*** Entries provided ***

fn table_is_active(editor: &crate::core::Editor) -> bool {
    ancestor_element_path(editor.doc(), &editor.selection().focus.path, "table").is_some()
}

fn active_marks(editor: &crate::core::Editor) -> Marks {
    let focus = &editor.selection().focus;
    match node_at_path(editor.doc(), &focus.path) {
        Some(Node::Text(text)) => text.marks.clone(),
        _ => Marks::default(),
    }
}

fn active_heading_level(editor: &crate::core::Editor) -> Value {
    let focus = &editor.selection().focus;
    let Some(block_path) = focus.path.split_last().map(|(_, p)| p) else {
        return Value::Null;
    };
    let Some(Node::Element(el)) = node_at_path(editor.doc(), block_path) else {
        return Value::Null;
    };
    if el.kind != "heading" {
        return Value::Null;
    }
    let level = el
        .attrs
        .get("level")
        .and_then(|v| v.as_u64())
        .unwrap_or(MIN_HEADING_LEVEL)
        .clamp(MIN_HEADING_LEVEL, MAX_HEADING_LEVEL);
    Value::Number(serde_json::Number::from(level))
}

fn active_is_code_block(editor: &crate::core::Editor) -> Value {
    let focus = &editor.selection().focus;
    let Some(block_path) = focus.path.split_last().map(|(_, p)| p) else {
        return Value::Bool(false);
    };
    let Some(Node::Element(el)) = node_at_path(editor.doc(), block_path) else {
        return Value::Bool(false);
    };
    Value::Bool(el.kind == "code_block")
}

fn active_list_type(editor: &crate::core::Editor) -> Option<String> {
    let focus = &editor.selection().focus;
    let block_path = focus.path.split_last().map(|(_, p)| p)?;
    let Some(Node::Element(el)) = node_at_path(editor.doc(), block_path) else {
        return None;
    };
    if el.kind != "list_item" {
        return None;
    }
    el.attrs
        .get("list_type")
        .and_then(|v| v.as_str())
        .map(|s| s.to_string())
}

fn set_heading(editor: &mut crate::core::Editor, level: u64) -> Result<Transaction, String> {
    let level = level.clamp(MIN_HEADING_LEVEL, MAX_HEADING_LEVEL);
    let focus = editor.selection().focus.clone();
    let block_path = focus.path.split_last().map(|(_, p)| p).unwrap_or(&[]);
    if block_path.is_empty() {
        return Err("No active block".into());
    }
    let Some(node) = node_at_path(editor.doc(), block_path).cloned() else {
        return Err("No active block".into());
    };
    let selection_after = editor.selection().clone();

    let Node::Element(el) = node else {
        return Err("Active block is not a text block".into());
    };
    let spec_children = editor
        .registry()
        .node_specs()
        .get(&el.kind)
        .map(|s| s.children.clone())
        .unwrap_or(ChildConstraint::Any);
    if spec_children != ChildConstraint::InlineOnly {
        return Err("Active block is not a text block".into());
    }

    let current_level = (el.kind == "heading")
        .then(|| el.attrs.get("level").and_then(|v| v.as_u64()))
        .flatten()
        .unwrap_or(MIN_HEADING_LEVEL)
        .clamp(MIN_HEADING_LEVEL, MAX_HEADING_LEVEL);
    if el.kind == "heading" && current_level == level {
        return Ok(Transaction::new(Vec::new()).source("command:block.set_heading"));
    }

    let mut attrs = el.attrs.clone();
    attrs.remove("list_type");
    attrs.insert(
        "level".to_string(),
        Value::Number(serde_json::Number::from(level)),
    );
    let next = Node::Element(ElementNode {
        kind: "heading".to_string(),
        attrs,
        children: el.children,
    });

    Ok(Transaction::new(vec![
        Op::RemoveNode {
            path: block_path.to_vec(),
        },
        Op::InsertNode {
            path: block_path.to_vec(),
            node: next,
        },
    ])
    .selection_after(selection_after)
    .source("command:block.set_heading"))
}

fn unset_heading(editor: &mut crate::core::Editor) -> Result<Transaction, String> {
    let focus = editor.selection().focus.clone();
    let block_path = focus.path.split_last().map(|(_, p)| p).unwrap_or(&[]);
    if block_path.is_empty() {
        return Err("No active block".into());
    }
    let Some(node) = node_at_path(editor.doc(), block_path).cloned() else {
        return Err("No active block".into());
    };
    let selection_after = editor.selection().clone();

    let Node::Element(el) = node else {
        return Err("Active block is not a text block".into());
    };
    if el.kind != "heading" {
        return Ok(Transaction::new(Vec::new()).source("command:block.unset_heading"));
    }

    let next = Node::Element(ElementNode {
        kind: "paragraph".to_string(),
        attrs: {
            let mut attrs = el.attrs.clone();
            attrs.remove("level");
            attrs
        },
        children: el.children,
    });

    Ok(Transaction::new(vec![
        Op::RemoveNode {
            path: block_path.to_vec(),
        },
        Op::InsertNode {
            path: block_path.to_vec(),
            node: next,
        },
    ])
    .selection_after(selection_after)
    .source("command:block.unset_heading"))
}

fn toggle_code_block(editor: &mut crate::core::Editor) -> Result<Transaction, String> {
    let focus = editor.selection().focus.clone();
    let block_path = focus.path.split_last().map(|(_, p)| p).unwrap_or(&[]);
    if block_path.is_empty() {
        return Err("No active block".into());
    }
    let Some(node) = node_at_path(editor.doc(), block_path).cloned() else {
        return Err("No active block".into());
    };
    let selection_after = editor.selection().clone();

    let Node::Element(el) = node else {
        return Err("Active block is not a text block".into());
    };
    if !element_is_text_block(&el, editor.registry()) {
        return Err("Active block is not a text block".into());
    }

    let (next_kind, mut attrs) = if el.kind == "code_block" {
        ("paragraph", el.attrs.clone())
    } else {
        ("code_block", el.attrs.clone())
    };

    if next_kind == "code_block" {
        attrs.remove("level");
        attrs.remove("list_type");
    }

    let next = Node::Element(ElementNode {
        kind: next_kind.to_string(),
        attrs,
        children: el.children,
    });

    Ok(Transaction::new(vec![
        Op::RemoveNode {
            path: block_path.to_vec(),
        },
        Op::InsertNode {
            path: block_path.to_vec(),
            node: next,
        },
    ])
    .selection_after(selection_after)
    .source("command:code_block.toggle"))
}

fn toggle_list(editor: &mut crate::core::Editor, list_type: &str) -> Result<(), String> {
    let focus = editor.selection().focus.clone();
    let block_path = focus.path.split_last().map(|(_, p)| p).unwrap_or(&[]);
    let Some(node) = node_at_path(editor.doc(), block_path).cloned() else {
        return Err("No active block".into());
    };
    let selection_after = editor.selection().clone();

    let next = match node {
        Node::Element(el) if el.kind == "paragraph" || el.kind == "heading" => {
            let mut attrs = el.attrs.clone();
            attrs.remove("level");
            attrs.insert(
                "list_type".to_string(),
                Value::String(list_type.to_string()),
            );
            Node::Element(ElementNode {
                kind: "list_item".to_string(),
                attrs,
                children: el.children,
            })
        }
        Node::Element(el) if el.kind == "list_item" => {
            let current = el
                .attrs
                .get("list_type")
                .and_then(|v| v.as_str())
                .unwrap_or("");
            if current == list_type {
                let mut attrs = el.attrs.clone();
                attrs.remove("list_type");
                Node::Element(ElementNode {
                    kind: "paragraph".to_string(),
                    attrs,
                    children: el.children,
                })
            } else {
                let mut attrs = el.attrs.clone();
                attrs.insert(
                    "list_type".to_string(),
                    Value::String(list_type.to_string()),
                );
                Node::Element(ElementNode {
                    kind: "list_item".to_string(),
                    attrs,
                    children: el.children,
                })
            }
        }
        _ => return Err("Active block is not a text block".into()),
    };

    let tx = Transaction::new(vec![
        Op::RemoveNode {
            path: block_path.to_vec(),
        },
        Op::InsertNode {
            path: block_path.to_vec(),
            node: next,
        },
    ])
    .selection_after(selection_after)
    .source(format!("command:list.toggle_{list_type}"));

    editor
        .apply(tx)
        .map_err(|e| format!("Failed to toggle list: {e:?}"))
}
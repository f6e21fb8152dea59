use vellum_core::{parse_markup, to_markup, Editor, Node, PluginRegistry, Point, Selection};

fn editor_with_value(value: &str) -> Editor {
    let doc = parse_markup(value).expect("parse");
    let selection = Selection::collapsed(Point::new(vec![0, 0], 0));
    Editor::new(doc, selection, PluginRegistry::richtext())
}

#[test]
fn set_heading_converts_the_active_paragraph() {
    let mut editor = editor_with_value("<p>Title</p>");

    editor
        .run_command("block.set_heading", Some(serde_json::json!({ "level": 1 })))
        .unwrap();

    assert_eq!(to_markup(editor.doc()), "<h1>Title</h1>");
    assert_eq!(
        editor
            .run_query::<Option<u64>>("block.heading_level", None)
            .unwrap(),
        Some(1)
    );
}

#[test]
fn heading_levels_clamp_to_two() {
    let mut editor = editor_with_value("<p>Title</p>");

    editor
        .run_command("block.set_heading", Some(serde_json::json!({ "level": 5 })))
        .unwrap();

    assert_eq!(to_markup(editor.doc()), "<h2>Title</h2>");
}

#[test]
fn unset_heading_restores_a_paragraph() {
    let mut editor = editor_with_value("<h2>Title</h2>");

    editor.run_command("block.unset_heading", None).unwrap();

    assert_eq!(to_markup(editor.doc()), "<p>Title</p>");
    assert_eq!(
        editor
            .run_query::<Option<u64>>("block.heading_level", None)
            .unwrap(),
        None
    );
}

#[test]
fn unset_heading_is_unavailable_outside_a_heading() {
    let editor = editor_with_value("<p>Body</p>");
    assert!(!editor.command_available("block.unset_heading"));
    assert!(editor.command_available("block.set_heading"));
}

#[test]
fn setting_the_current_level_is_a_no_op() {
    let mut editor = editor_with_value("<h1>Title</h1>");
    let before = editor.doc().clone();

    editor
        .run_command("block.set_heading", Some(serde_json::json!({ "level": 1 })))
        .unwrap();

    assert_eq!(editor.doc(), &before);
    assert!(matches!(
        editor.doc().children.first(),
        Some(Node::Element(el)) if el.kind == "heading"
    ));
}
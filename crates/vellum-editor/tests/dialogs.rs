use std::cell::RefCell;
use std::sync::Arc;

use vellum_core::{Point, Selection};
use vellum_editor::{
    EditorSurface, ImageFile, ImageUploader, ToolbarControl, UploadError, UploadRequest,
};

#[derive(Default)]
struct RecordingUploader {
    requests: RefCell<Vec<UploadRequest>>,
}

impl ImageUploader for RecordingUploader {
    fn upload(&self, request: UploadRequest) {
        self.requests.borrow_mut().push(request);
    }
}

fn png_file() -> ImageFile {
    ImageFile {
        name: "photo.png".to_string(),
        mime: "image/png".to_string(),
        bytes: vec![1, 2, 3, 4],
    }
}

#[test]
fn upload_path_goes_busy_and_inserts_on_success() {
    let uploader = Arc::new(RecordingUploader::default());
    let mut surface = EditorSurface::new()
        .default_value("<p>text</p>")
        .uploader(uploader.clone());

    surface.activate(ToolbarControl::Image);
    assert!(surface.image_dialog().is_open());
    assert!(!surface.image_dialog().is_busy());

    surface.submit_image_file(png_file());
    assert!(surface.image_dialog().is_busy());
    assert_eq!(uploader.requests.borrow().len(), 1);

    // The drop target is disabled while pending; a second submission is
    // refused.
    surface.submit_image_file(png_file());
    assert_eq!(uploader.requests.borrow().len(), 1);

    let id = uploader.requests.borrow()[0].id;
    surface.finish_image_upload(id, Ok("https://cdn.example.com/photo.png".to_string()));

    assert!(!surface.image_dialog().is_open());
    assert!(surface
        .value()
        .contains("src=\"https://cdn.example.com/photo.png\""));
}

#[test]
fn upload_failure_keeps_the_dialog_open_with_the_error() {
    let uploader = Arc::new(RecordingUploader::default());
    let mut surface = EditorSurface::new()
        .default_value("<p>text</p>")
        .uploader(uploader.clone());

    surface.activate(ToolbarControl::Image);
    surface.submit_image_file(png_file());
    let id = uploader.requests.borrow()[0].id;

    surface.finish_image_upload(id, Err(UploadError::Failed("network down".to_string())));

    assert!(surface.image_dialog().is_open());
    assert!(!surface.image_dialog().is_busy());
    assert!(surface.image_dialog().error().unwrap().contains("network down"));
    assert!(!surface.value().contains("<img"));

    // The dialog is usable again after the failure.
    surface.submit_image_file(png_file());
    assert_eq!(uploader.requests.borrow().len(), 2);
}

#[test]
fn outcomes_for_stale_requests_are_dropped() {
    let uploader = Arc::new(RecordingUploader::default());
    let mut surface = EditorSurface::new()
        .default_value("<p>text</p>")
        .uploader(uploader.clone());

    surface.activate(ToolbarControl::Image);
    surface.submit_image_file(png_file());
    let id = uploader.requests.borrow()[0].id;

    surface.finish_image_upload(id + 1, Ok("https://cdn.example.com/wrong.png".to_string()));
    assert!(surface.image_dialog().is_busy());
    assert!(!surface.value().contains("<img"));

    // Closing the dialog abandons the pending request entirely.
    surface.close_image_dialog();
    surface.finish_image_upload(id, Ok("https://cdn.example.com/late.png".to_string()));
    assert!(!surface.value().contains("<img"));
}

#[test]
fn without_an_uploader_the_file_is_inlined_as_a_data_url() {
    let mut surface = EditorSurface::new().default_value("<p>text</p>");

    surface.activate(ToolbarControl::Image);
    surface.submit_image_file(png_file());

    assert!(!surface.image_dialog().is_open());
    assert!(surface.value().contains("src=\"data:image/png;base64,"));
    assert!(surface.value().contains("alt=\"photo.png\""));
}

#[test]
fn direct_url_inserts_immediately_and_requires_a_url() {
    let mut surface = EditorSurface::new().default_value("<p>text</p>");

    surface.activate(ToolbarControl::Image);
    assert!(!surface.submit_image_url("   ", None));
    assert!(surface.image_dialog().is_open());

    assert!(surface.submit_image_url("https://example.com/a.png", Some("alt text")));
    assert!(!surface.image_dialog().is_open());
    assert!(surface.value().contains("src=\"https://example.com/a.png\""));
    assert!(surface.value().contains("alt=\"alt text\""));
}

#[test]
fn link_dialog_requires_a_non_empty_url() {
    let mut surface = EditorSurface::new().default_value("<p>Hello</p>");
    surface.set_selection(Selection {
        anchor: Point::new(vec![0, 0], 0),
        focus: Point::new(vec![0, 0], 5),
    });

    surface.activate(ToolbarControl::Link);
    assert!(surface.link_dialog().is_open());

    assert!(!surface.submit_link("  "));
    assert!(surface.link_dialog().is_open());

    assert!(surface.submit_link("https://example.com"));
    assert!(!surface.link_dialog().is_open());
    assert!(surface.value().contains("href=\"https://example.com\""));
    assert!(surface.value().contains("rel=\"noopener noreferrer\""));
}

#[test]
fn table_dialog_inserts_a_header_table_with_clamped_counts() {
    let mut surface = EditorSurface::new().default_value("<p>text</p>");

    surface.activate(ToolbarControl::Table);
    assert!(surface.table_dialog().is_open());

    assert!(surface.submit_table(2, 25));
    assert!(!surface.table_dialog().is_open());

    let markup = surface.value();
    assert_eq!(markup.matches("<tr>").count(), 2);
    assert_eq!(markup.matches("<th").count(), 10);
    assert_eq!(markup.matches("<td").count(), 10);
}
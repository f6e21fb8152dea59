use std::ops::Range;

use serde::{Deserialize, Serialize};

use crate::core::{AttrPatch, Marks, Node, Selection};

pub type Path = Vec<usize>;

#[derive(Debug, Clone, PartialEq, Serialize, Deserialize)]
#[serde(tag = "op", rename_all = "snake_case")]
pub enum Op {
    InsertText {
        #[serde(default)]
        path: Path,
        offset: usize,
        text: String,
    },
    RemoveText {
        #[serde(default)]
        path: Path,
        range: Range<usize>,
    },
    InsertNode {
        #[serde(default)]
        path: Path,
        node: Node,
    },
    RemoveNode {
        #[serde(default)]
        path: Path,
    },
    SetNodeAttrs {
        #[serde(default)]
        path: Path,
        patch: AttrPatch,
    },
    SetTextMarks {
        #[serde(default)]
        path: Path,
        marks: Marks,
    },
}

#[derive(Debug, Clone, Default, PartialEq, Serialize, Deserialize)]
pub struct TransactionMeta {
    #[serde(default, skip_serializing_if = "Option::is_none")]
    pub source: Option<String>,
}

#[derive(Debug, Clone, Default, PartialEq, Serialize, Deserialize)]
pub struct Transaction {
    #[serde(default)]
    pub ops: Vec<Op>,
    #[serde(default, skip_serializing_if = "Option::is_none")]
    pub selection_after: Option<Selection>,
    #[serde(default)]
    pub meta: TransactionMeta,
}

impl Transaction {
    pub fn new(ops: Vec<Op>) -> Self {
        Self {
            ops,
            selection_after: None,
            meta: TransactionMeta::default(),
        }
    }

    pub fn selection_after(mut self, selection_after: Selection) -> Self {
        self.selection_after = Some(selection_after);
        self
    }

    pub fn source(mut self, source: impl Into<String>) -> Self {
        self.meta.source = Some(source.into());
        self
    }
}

*** End of Entries provided ***

Work to be completed:
Read the material above and copy out each line holding "UploadError".

Answer:
    EditorSurface, ImageFile, ImageUploader, ToolbarControl, UploadError, UploadRequest,
    surface.finish_image_upload(id, Err(UploadError::Failed("network down".to_string())));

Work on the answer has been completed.